- [REQUIRED WORK]
Would you reproduce exactly the lines below from the one holding "filename karmachain-service/src/error.rs" through the one holding "#[derive(Debug, Error)]", inclusive, and no others?

[[ DATASET open ]]

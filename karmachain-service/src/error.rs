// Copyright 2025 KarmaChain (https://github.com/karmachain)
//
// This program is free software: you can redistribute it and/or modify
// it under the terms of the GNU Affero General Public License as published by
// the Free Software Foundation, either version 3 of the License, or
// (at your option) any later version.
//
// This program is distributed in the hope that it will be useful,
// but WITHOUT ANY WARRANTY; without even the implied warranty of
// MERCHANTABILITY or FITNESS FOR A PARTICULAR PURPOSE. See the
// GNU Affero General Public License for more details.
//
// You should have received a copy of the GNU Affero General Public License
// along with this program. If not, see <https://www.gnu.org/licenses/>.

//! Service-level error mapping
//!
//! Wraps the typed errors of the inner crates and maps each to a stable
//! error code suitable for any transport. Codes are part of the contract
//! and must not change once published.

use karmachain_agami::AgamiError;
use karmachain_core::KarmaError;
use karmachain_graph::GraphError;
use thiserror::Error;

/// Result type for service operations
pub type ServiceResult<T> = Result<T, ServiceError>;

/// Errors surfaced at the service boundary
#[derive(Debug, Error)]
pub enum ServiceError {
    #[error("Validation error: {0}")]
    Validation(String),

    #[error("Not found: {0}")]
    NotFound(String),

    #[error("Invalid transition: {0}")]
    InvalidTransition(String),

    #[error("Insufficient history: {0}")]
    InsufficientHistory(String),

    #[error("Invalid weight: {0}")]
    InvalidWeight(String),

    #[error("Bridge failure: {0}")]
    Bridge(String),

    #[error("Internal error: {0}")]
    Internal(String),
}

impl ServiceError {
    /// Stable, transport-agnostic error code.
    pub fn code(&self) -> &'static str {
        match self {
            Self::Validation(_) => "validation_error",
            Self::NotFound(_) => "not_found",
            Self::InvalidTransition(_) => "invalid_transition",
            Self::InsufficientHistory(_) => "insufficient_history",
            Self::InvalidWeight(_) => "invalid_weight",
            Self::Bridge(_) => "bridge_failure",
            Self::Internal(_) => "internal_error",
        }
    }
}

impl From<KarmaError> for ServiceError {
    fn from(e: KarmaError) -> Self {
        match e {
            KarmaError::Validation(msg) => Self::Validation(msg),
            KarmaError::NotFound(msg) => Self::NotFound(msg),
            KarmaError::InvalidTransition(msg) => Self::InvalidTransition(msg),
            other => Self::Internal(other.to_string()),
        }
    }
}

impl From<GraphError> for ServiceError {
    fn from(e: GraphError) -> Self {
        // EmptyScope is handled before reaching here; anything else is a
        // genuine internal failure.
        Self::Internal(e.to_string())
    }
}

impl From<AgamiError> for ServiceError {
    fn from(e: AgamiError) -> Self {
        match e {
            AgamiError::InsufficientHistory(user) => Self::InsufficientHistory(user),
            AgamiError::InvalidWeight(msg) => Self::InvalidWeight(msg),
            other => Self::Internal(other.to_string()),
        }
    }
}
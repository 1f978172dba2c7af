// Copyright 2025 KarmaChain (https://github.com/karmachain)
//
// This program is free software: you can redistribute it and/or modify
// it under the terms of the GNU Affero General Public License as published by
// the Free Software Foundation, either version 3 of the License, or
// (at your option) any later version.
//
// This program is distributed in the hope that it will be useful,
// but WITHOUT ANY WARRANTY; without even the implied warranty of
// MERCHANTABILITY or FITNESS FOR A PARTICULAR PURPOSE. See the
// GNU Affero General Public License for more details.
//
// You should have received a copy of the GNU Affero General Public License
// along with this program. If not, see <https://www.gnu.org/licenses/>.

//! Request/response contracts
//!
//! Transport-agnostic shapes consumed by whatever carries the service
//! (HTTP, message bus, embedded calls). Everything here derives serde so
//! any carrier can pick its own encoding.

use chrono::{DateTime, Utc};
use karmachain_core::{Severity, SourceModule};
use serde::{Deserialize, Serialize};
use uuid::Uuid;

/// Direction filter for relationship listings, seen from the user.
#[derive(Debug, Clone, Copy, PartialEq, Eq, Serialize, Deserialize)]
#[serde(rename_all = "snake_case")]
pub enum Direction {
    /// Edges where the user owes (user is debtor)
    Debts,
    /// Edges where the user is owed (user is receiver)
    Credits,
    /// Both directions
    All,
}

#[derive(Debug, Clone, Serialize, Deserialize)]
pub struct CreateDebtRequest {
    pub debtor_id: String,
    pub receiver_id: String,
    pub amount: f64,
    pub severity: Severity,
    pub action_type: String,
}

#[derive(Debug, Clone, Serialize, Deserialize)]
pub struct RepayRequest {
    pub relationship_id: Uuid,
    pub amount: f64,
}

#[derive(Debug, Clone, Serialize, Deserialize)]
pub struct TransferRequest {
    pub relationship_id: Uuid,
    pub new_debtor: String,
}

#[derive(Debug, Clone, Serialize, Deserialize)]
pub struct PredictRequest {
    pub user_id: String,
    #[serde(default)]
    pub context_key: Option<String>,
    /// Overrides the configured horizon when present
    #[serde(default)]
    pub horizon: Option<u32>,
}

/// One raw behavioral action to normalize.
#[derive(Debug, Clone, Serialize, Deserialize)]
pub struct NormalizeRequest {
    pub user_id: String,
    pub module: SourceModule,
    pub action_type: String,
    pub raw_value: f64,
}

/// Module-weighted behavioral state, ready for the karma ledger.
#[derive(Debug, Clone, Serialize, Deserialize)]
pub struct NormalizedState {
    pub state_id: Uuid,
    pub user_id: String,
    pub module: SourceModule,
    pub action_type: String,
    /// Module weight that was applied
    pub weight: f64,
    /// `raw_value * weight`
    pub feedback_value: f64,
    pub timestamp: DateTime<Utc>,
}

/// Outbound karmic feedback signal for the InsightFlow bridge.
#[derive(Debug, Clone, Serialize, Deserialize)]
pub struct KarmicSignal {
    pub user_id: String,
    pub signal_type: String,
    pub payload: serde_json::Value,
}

[[ DATASET closed ]]
[[ DATASET open ]]

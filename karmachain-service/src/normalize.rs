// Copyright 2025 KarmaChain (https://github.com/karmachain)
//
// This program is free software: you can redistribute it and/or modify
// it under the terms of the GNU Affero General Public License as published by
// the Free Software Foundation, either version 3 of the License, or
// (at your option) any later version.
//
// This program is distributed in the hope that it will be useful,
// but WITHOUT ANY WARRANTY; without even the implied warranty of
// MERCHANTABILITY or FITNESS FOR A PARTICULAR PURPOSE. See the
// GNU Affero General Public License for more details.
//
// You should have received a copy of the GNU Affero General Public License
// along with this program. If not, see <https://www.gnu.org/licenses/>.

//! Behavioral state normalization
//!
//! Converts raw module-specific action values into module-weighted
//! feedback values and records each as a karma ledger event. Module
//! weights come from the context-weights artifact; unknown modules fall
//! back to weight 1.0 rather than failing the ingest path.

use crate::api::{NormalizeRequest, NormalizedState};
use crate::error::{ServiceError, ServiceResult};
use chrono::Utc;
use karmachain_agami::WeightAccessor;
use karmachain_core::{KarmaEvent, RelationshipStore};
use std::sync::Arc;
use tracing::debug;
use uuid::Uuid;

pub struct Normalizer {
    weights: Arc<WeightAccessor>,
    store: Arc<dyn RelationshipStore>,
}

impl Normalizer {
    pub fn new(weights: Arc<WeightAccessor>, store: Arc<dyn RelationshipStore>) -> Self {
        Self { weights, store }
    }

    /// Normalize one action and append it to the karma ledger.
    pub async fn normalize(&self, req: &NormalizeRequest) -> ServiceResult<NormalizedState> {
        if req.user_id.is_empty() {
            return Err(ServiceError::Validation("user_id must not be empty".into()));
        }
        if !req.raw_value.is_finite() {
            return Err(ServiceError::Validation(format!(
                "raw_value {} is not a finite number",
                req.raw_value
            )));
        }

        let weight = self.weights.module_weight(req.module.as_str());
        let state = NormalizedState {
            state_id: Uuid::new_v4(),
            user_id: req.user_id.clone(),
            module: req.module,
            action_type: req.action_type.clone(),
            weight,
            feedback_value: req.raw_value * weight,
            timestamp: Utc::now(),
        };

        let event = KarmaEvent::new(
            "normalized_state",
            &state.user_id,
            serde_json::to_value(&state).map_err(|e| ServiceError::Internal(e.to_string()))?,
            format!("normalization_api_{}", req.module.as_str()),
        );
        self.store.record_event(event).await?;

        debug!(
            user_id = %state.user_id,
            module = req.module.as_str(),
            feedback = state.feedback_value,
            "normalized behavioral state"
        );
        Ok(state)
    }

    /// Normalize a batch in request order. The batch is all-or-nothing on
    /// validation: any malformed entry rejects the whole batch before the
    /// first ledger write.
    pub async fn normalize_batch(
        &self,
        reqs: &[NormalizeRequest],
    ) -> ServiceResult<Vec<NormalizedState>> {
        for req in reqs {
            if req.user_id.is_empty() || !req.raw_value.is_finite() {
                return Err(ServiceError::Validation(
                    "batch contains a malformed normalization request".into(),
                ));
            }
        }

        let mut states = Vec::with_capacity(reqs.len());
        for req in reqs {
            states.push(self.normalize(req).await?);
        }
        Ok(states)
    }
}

[[ DATASET closed ]]
[[ DATASET open ]]

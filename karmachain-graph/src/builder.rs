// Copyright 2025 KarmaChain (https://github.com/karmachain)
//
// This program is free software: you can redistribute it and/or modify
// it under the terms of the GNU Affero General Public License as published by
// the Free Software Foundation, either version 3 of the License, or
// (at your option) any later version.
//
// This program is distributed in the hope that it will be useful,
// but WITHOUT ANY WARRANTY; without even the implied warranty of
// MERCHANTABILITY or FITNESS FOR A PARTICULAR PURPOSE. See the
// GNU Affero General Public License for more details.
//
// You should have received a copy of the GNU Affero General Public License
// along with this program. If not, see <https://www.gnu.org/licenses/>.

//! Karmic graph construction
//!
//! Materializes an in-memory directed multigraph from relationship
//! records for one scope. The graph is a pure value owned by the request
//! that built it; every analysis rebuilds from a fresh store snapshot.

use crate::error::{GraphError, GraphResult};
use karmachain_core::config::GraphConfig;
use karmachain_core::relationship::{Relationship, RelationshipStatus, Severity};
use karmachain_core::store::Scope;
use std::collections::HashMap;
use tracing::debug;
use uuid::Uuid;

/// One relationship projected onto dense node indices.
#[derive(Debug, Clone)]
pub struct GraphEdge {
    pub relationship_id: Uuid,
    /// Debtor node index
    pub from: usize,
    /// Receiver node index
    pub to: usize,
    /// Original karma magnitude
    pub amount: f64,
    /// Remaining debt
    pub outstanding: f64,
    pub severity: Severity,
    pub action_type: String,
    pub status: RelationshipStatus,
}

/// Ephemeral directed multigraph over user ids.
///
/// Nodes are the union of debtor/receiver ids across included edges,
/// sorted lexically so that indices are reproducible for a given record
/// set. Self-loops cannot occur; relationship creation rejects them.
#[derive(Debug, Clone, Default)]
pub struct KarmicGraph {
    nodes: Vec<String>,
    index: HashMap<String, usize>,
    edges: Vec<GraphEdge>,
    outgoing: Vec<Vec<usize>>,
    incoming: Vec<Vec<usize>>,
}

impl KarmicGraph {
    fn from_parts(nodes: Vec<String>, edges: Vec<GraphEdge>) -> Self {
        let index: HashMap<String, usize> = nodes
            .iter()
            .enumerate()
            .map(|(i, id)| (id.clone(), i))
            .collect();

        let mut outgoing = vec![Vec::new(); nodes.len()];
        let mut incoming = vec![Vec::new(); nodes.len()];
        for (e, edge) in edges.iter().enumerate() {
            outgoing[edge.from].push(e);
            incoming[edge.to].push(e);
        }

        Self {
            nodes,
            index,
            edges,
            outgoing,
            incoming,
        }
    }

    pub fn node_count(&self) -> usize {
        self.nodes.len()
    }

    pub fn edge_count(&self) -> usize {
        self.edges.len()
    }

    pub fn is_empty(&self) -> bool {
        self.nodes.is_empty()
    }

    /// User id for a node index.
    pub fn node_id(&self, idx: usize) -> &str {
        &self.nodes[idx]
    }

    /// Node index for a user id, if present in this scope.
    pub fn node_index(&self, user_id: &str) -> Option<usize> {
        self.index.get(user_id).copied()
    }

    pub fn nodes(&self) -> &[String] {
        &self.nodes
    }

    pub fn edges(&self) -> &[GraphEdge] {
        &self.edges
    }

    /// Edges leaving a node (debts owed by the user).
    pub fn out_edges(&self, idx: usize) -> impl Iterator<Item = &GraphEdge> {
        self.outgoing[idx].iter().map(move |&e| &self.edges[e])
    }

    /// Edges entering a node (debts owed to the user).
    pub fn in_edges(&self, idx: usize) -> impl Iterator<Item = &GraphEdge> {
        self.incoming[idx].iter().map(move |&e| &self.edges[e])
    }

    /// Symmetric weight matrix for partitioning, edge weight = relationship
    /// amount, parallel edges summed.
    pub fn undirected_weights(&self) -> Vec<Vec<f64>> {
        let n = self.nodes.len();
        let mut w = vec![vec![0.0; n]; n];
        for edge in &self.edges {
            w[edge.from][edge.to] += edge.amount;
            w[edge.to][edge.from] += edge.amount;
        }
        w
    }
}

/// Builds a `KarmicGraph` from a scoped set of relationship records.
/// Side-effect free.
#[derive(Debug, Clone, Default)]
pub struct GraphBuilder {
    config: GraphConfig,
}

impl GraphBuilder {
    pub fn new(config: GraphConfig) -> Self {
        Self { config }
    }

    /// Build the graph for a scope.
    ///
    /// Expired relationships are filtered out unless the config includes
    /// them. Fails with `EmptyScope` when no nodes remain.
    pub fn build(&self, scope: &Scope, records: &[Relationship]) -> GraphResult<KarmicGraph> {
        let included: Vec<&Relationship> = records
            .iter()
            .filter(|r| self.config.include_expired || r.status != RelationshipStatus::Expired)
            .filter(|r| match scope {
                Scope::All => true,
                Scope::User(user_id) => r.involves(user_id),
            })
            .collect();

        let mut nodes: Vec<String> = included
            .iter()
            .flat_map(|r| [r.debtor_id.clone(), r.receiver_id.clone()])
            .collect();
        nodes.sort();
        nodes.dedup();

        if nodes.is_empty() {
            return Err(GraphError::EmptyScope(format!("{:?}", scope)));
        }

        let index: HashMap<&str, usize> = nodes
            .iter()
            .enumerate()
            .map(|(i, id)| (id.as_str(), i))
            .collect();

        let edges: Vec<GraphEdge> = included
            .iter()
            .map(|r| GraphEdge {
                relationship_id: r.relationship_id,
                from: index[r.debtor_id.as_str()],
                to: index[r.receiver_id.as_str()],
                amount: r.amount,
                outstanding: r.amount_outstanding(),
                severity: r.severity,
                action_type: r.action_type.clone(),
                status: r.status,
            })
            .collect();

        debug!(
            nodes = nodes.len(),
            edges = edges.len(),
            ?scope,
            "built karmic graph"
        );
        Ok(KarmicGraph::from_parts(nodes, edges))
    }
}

[[ DATASET closed ]]

- [SOLUTION FOR THIS PROBLEM]
filename karmachain-service/src/error.rs
// Copyright 2025 KarmaChain (https://github.com/karmachain)
//
// This program is free software: you can redistribute it and/or modify
// it under the terms of the GNU Affero General Public License as published by
// the Free Software Foundation, either version 3 of the License, or
// (at your option) any later version.
//
// This program is distributed in the hope that it will be useful,
// but WITHOUT ANY WARRANTY; without even the implied warranty of
// MERCHANTABILITY or FITNESS FOR A PARTICULAR PURPOSE. See the
// GNU Affero General Public License for more details.
//
// You should have received a copy of the GNU Affero General Public License
// along with this program. If not, see <https://www.gnu.org/licenses/>.

//! Service-level error mapping
//!
//! Wraps the typed errors of the inner crates and maps each to a stable
//! error code suitable for any transport. Codes are part of the contract
//! and must not change once published.

use karmachain_agami::AgamiError;
use karmachain_core::KarmaError;
use karmachain_graph::GraphError;
use thiserror::Error;

/// Result type for service operations
pub type ServiceResult<T> = Result<T, ServiceError>;

/// Errors surfaced at the service boundary
#[derive(Debug, Error)]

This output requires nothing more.